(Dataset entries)
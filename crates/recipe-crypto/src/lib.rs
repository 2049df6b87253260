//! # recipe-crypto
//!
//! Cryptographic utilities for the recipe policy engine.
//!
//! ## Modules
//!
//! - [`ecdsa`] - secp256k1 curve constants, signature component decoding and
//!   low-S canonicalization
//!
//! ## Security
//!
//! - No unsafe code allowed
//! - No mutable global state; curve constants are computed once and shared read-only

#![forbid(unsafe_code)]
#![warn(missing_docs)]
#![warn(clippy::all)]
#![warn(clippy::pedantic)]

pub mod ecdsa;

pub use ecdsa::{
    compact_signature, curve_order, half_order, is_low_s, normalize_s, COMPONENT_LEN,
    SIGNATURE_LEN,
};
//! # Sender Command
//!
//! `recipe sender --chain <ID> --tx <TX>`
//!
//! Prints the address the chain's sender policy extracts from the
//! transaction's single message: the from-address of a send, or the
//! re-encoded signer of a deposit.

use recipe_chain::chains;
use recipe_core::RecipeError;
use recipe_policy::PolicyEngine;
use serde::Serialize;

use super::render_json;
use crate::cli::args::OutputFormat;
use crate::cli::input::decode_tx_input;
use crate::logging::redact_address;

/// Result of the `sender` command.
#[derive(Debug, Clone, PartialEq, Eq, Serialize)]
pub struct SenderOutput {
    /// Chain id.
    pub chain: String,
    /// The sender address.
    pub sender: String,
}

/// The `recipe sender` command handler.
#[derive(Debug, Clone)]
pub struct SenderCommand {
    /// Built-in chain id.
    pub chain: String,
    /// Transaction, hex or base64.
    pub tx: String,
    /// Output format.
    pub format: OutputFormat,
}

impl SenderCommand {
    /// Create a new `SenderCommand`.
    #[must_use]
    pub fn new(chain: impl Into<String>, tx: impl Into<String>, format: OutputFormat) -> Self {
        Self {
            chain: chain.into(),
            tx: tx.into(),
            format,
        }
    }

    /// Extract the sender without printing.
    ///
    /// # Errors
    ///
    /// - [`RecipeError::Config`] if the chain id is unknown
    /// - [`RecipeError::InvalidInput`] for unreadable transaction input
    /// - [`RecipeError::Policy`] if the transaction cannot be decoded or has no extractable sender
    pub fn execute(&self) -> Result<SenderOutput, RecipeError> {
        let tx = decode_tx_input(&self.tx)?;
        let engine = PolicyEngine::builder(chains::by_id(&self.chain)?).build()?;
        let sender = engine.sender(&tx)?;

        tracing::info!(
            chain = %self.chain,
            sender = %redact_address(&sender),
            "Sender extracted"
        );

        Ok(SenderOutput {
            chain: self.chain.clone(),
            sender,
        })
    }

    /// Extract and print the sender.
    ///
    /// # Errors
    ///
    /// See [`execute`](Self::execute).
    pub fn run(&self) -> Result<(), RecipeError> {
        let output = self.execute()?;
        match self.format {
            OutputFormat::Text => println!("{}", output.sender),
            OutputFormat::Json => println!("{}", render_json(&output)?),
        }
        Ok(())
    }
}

...

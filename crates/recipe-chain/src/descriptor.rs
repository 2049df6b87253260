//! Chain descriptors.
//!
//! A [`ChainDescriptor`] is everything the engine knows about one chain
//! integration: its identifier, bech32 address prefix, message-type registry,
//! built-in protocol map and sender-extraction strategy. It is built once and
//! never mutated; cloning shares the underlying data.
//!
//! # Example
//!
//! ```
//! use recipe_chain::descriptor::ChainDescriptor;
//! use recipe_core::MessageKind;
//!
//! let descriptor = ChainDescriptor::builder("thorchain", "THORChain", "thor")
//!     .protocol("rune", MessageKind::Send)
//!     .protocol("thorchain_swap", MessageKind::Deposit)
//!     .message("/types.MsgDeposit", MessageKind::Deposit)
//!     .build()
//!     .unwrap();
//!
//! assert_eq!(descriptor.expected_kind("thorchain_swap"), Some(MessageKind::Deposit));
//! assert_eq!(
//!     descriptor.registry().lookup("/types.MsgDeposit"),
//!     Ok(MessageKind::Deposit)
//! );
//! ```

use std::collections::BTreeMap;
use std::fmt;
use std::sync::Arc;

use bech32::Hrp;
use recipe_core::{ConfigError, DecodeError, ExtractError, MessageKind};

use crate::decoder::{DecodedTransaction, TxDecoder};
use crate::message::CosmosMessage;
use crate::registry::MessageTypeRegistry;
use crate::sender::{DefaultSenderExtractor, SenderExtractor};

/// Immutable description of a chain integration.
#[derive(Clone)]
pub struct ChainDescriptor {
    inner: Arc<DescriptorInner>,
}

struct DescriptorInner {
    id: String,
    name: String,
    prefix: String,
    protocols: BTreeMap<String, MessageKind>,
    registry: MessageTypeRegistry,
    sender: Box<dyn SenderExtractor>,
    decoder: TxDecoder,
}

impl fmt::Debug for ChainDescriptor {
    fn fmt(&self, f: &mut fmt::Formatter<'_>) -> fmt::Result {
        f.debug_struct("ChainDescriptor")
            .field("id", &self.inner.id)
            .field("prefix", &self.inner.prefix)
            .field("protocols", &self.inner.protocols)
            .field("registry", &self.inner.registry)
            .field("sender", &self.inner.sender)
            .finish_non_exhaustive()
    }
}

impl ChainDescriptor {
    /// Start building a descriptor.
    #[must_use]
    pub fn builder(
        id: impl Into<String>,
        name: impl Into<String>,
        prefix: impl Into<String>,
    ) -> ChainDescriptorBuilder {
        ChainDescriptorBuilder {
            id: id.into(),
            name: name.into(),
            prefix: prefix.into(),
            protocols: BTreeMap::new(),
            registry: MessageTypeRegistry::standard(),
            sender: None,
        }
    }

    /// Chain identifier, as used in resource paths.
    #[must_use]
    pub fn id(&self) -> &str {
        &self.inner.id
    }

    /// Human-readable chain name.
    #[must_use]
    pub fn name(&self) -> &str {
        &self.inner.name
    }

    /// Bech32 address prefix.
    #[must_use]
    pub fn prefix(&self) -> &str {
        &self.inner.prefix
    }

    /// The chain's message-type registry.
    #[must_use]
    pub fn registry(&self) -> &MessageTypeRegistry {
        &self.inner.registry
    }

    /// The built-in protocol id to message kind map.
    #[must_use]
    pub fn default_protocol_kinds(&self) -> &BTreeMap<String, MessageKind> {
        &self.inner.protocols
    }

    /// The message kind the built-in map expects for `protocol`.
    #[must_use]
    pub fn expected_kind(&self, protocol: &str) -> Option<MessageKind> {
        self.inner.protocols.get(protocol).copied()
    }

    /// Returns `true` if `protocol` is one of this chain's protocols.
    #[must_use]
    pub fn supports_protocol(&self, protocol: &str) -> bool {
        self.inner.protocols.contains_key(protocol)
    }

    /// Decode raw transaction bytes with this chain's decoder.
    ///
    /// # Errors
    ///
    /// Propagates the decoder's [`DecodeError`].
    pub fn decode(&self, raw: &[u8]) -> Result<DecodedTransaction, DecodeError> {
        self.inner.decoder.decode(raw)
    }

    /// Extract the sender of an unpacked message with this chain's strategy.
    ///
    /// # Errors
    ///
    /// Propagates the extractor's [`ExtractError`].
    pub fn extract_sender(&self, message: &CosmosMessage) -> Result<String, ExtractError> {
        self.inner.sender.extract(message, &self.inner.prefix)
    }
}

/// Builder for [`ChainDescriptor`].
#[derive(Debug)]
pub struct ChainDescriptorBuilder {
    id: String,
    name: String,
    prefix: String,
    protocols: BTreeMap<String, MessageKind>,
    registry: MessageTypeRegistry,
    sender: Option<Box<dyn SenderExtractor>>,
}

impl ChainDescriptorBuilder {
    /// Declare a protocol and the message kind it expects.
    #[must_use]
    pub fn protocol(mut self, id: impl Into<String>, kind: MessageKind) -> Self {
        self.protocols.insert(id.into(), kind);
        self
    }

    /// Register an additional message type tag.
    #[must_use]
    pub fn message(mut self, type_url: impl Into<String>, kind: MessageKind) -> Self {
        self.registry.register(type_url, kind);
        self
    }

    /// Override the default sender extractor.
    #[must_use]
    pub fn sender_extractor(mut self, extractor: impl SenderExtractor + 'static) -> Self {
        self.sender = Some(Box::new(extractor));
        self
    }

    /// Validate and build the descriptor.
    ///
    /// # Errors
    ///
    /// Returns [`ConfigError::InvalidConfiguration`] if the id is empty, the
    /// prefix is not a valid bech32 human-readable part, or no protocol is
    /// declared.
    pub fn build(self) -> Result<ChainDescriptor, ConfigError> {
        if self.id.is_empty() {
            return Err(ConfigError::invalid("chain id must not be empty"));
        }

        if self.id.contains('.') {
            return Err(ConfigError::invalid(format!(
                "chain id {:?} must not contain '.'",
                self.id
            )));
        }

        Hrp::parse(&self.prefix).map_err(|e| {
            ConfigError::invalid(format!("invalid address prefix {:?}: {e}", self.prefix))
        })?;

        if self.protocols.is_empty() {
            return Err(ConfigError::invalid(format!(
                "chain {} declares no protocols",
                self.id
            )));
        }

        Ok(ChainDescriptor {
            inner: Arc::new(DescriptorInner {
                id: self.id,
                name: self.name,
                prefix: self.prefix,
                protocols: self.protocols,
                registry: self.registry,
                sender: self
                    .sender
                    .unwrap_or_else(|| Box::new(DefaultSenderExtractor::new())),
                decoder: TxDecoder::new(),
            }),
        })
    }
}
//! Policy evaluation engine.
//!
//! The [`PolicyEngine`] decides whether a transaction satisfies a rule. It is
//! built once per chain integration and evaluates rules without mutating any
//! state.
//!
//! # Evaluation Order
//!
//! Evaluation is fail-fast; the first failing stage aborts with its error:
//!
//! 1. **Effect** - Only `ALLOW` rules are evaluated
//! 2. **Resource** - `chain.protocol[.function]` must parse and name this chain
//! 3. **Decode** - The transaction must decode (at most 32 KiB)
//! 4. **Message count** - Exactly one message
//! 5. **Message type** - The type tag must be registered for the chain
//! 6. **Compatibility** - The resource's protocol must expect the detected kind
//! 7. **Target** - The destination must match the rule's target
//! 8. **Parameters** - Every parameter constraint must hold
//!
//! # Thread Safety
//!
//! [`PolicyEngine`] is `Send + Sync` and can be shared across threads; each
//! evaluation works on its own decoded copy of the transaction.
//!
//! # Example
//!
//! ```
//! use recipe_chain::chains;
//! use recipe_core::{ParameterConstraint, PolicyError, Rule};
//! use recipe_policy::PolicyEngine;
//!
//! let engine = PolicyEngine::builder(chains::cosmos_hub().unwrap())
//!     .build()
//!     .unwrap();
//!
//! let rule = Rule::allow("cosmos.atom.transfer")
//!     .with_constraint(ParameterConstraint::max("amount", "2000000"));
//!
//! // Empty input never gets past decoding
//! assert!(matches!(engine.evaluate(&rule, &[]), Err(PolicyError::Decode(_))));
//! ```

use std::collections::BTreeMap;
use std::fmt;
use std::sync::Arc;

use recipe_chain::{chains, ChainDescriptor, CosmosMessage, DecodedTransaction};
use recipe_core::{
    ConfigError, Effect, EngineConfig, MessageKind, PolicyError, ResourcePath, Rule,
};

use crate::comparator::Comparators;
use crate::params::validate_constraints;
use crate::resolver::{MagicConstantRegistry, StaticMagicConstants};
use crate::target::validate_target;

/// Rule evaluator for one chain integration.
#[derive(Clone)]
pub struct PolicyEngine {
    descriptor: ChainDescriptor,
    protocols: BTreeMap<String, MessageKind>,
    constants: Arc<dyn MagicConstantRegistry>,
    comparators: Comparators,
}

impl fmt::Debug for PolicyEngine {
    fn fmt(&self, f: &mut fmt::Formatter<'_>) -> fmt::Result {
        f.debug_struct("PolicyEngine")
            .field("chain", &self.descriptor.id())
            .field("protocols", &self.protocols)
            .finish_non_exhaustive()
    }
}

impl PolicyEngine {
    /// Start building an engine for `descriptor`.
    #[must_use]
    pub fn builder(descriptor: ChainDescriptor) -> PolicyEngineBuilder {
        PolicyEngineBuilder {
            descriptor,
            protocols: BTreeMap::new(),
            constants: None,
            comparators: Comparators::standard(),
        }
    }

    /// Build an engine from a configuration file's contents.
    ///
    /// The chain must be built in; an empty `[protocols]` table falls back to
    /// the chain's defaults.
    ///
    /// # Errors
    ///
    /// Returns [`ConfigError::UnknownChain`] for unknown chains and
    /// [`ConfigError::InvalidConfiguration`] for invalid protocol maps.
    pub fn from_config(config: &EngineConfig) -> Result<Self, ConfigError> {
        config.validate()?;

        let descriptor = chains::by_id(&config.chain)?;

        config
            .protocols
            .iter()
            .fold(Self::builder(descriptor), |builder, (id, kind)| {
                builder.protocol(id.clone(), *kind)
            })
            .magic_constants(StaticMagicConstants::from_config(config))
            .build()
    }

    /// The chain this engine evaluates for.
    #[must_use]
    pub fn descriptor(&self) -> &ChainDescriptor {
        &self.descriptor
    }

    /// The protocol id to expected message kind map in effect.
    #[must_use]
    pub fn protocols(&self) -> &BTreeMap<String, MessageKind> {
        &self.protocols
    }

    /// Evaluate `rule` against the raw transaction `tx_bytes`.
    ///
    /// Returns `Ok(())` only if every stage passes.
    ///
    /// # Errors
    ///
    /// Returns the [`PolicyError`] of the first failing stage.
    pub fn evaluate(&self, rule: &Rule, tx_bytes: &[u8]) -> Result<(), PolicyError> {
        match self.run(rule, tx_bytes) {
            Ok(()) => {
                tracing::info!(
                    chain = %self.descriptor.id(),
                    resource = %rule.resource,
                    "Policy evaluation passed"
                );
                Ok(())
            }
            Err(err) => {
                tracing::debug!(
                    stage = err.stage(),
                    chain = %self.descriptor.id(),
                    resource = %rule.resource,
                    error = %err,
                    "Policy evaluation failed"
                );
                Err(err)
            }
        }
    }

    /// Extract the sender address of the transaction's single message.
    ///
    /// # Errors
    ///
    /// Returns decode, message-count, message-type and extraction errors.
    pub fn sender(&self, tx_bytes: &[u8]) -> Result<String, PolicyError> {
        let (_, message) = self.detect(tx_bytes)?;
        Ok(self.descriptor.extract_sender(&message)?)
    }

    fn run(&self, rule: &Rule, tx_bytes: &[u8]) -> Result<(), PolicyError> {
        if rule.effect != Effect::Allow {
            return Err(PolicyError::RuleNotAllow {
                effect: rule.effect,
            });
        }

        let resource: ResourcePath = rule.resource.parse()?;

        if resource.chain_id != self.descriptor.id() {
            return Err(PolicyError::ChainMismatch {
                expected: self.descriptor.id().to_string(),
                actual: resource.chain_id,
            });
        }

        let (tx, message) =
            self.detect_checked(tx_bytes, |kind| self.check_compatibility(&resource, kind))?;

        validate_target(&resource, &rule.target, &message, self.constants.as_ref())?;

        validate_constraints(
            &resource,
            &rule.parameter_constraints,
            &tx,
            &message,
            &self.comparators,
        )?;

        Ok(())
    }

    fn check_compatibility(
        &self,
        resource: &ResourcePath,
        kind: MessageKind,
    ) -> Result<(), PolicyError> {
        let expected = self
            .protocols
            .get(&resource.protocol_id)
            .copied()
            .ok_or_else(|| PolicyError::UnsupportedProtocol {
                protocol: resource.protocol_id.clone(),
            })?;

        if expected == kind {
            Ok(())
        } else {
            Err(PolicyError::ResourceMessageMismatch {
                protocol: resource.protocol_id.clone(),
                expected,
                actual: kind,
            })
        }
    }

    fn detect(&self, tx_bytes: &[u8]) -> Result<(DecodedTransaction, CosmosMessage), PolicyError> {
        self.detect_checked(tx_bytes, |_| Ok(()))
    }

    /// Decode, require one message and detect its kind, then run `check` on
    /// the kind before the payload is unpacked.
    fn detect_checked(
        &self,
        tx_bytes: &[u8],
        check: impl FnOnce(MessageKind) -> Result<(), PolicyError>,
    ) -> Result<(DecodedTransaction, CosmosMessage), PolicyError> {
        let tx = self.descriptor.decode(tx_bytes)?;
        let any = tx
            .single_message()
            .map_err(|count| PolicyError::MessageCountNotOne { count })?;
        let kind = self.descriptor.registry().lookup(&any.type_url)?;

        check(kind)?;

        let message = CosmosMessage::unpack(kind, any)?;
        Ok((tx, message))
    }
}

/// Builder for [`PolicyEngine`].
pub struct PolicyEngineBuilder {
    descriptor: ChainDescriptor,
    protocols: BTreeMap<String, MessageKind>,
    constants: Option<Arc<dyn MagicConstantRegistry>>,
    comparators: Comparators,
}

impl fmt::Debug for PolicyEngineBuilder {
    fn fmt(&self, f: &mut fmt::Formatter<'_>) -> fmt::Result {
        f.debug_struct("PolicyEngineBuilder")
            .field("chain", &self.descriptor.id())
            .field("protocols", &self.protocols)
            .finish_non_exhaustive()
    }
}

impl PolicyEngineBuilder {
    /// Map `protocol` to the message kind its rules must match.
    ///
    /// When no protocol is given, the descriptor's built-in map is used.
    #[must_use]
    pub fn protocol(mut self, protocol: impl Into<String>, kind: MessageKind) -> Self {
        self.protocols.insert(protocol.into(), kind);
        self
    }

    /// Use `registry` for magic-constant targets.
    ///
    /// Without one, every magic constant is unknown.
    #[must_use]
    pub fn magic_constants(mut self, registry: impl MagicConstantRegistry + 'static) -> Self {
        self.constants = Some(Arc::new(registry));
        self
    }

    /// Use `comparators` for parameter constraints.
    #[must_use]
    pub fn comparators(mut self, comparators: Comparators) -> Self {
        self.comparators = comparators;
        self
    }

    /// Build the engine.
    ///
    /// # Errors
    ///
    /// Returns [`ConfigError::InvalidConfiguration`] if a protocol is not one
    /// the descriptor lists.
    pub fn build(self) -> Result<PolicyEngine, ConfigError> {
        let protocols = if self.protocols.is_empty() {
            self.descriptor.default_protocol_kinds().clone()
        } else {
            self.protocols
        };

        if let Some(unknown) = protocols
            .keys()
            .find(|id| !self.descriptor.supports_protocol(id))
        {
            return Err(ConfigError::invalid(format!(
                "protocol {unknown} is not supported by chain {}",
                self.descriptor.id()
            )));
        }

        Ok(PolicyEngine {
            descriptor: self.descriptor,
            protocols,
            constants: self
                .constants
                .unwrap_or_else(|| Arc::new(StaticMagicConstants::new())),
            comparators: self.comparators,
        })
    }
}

WORK TASK —
Reprint exactly the lines above that start at the one with "filename crates/recipe-crypto/src/lib.rs" and end at the one with "component decoding and", keeping both and adding none.

YOUR SOLUTION —
filename crates/recipe-crypto/src/lib.rs
repository 2049df6b87253260
//! # recipe-crypto
//!
//! Cryptographic utilities for the recipe policy engine.
//!
//! ## Modules
//!
//! - [`ecdsa`] - secp256k1 curve constants, signature component decoding and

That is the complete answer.